Extract all lines in the data that contain the word "than".

*** Begin section ***

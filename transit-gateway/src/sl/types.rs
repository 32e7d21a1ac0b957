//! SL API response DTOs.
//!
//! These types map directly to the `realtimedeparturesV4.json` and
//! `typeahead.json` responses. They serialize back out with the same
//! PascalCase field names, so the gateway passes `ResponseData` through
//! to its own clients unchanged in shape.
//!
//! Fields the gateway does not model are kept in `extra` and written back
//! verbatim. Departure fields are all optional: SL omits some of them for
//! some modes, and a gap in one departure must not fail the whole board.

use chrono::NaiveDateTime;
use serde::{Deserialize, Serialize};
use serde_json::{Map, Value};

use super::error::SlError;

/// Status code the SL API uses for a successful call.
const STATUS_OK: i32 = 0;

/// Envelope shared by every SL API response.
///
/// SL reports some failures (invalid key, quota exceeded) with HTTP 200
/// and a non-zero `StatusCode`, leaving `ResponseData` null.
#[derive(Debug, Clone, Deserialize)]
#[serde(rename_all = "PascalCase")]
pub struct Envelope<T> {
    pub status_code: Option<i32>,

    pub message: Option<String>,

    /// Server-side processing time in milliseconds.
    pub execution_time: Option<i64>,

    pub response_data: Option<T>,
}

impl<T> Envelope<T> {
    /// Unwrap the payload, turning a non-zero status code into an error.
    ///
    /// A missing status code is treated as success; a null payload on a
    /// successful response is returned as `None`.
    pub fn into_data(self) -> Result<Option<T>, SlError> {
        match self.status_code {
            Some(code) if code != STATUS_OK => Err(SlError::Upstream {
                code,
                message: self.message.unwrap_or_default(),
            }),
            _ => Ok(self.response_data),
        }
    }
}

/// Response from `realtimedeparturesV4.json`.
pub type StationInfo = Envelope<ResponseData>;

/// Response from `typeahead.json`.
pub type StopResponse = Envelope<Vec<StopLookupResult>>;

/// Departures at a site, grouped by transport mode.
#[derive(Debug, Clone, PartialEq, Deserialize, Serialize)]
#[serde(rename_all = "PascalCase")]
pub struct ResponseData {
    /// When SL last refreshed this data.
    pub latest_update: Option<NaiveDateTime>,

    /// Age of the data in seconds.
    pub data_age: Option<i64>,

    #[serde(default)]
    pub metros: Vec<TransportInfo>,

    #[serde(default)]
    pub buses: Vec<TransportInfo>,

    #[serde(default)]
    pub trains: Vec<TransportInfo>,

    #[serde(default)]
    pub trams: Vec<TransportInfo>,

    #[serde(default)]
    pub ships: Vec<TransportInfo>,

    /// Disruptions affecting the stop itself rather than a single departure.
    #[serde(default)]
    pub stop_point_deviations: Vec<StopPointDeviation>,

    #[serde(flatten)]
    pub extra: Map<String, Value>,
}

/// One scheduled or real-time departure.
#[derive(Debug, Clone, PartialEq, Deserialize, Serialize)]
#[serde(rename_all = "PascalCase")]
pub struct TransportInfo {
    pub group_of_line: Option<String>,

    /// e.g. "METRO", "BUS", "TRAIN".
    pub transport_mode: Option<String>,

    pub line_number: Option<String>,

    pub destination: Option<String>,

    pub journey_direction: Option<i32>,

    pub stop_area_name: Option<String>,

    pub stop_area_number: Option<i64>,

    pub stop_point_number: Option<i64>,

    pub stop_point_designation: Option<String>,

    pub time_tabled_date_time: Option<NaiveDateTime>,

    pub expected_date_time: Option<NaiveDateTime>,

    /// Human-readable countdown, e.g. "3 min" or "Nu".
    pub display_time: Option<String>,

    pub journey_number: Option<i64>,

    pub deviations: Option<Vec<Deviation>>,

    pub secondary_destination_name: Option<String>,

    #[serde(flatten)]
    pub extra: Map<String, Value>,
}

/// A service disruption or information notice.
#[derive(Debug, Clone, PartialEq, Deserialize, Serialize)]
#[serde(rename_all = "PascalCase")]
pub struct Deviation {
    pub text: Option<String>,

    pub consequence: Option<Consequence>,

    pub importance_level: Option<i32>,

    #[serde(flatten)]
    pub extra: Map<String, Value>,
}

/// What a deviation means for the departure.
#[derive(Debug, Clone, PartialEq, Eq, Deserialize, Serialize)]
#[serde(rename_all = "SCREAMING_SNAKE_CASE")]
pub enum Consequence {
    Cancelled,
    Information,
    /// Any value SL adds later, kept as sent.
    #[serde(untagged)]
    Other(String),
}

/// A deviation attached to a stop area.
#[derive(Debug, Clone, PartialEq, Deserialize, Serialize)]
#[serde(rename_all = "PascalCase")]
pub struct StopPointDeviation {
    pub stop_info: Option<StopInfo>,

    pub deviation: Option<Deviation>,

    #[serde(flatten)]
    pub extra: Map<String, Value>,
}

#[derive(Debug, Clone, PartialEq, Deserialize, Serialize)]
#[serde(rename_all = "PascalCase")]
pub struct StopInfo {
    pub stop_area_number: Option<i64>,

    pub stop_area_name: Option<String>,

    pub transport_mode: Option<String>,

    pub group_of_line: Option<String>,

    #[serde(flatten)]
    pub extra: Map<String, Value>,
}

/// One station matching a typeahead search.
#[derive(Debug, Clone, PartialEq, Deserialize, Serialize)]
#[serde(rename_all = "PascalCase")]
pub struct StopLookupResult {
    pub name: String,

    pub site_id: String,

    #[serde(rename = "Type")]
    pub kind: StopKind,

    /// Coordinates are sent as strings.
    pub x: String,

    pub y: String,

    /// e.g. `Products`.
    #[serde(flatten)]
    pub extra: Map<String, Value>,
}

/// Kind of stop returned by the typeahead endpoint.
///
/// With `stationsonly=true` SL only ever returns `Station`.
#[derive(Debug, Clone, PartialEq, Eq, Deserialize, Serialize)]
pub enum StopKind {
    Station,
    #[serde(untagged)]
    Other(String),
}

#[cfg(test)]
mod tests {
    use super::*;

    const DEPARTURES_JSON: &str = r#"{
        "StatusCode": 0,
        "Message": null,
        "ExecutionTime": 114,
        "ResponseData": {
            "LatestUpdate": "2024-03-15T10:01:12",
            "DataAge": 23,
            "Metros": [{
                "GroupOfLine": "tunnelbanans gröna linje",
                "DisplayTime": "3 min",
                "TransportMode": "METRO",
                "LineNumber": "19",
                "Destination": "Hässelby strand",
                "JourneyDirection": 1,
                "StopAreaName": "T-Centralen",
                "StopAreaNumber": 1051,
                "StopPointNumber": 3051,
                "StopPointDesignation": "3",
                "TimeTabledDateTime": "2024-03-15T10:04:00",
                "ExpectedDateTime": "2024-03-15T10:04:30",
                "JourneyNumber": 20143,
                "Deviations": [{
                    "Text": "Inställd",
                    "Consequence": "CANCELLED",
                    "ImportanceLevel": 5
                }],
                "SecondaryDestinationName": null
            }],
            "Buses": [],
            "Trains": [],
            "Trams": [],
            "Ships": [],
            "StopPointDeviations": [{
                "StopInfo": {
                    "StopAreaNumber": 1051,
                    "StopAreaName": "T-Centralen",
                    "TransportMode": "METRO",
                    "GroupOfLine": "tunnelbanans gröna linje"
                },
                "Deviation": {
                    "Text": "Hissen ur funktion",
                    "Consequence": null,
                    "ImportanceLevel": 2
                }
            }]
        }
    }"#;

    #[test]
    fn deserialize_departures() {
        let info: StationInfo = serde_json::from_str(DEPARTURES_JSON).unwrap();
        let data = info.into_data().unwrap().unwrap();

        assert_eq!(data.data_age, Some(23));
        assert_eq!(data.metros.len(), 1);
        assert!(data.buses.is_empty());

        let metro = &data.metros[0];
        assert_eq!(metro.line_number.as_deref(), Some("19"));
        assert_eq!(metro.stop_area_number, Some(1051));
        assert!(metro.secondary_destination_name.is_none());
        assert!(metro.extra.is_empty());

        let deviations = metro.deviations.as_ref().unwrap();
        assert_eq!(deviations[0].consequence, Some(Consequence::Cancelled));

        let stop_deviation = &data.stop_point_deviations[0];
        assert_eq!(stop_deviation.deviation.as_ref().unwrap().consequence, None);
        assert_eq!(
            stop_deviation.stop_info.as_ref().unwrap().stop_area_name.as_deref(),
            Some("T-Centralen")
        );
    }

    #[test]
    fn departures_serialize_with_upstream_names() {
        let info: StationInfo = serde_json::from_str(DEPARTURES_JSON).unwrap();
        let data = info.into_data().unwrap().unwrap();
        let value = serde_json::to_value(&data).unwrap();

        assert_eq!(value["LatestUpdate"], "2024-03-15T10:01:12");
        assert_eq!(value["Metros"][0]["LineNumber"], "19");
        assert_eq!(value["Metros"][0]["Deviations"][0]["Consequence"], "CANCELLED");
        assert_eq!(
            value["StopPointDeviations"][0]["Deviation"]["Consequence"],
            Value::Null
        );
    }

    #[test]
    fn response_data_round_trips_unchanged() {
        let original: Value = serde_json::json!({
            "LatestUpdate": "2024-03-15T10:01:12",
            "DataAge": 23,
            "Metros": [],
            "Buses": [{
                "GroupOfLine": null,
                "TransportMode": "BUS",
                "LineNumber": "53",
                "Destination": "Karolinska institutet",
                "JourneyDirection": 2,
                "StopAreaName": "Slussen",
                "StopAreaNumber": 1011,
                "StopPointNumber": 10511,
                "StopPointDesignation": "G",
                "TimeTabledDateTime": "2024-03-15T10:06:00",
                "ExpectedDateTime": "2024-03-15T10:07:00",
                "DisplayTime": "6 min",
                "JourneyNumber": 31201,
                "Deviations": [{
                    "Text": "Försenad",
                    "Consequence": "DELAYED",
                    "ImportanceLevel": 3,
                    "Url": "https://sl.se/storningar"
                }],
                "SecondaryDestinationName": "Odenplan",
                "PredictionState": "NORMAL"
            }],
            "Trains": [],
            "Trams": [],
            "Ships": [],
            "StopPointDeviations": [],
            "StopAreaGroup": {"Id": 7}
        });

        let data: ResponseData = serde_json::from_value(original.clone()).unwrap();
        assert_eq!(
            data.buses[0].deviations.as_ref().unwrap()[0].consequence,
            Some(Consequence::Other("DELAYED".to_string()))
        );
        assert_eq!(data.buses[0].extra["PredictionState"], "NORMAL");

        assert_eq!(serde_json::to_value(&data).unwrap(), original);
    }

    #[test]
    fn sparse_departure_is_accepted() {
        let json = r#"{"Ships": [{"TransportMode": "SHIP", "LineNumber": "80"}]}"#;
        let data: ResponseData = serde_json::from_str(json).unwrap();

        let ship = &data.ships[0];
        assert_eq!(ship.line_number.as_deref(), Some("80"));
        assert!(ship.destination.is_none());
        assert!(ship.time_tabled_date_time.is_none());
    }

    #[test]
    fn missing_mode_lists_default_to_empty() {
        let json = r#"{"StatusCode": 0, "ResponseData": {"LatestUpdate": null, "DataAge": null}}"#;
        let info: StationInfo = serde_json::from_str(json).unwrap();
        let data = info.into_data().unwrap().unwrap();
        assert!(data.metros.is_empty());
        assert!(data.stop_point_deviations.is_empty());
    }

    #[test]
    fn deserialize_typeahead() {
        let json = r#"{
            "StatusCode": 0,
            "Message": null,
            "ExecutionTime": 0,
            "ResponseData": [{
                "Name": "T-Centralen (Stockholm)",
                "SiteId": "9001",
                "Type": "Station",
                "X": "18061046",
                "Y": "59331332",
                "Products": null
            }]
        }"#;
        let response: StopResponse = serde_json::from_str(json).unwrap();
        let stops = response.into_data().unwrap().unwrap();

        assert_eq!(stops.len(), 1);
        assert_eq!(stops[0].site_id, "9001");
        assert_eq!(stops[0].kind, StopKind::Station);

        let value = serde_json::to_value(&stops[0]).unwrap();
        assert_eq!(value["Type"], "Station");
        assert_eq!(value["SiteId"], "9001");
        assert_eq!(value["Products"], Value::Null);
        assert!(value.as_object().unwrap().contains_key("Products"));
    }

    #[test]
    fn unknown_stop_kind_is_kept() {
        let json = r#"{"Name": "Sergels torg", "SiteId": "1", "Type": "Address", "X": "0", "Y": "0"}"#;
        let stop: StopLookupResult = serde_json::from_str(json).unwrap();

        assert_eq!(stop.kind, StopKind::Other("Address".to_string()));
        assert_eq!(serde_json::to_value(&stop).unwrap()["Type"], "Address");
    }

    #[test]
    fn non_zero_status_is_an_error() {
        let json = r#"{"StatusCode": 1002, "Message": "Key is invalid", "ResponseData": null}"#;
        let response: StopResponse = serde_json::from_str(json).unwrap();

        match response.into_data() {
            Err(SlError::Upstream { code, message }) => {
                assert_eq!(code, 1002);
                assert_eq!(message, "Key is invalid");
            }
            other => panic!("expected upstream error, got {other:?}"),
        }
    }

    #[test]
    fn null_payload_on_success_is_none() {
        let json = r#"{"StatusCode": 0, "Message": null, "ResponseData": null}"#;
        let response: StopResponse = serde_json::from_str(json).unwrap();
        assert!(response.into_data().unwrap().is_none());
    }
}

*** End section ***
*** Begin section ***

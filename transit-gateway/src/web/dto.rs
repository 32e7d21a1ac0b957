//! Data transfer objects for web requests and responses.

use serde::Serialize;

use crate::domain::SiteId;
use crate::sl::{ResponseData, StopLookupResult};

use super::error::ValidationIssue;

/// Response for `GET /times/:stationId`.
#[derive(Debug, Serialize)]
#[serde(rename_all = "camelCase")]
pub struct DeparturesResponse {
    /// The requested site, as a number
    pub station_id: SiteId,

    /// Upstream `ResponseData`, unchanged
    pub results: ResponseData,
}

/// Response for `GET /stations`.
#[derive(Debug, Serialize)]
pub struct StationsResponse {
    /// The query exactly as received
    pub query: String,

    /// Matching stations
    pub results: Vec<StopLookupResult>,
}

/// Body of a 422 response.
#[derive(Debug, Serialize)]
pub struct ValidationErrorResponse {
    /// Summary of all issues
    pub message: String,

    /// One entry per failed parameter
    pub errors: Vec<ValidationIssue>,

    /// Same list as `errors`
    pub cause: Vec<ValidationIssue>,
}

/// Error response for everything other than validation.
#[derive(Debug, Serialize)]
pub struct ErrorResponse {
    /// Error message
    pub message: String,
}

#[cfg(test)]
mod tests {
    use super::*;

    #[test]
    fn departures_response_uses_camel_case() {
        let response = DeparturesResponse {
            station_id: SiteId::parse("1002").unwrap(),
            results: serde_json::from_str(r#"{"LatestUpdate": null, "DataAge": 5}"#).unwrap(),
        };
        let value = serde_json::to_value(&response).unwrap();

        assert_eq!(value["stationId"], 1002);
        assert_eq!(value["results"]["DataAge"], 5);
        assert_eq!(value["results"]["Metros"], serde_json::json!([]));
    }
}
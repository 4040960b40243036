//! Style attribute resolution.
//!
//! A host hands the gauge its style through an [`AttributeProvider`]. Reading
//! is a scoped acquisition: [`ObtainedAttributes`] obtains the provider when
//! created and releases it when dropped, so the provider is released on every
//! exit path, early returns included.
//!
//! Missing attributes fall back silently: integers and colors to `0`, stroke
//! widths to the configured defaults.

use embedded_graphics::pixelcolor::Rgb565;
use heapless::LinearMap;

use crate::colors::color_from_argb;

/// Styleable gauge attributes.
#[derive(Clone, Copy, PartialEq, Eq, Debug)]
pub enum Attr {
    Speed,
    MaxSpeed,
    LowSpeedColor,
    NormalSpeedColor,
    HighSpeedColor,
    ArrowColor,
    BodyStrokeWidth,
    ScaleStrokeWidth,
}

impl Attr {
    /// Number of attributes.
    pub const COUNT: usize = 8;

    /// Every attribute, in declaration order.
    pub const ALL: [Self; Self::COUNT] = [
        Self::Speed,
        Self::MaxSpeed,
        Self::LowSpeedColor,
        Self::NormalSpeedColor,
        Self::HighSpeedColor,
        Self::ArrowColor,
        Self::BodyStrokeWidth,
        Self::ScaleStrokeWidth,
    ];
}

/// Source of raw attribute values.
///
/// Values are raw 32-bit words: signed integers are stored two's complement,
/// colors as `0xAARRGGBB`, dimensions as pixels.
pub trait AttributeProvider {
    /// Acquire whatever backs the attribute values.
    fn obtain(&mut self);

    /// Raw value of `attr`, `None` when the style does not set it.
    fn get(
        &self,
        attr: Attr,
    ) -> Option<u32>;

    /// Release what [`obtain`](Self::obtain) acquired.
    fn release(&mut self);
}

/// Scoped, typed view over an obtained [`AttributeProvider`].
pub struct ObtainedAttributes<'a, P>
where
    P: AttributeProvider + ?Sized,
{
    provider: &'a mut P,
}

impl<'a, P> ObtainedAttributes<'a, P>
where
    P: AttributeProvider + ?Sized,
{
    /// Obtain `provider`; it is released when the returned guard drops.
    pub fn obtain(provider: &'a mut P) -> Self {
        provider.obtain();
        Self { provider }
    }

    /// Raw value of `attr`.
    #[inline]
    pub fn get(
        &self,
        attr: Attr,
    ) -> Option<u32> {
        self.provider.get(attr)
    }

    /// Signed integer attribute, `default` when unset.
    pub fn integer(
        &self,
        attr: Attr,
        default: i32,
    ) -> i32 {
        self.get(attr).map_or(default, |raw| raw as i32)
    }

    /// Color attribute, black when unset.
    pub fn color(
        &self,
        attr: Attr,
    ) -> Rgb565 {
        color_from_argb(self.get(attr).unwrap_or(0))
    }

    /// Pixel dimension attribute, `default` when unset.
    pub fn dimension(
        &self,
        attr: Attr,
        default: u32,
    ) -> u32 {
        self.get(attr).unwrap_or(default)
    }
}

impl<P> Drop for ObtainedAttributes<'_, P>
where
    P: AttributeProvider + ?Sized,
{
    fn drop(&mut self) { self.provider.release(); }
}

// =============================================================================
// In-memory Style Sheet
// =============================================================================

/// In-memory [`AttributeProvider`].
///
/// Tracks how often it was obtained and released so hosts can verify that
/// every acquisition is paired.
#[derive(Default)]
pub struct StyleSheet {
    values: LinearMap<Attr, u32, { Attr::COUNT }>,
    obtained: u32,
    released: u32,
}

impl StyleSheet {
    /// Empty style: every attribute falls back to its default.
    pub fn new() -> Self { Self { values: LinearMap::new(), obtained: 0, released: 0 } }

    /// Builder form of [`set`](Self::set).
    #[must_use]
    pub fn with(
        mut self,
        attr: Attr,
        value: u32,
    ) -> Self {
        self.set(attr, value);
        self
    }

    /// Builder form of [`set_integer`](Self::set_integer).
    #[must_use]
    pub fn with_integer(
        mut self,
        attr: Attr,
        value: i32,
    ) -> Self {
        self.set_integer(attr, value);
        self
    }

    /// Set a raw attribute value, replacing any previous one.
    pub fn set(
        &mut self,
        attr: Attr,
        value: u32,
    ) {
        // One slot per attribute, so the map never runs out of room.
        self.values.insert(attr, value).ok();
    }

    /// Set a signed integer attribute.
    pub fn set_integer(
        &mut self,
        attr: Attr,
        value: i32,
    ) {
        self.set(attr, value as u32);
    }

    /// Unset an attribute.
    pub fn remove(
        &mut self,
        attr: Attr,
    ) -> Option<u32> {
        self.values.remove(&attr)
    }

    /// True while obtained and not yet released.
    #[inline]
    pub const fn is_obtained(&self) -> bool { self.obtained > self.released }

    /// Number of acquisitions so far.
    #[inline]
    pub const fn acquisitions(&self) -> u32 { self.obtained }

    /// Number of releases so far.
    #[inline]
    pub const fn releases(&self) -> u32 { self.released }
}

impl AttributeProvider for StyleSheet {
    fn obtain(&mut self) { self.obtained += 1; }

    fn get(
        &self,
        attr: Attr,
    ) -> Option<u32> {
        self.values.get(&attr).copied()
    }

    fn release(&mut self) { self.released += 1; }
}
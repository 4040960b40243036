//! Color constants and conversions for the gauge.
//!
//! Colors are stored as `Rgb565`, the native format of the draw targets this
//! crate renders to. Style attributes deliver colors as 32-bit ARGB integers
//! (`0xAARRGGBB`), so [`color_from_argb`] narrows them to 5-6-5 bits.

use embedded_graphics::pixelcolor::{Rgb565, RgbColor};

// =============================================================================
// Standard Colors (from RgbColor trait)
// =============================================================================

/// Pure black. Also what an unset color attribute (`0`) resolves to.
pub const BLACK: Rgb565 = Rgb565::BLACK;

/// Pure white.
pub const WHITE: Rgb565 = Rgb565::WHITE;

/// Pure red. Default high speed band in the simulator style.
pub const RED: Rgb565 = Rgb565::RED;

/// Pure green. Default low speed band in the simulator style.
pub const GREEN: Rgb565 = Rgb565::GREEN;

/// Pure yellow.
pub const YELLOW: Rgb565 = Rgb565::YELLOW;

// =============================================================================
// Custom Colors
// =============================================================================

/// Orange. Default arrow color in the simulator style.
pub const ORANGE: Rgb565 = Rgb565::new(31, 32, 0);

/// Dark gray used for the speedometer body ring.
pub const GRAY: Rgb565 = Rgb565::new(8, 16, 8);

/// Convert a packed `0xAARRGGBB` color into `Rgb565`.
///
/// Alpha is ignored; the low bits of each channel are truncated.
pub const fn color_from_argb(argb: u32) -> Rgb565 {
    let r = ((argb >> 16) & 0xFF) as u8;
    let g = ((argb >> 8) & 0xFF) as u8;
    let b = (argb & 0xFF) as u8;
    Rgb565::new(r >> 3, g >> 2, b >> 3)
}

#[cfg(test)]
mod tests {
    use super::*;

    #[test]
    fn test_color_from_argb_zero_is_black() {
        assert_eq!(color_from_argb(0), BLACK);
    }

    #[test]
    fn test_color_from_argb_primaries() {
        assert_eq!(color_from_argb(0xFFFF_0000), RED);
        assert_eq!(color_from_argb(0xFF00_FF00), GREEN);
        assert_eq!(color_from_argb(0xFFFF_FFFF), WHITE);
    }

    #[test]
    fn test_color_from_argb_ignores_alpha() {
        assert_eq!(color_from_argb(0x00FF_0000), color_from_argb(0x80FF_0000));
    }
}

*** End section ***

• **EXPECTED OUTPUT**:
    /// Disruptions affecting the stop itself rather than a single departure.
/// Error response for everything other than validation.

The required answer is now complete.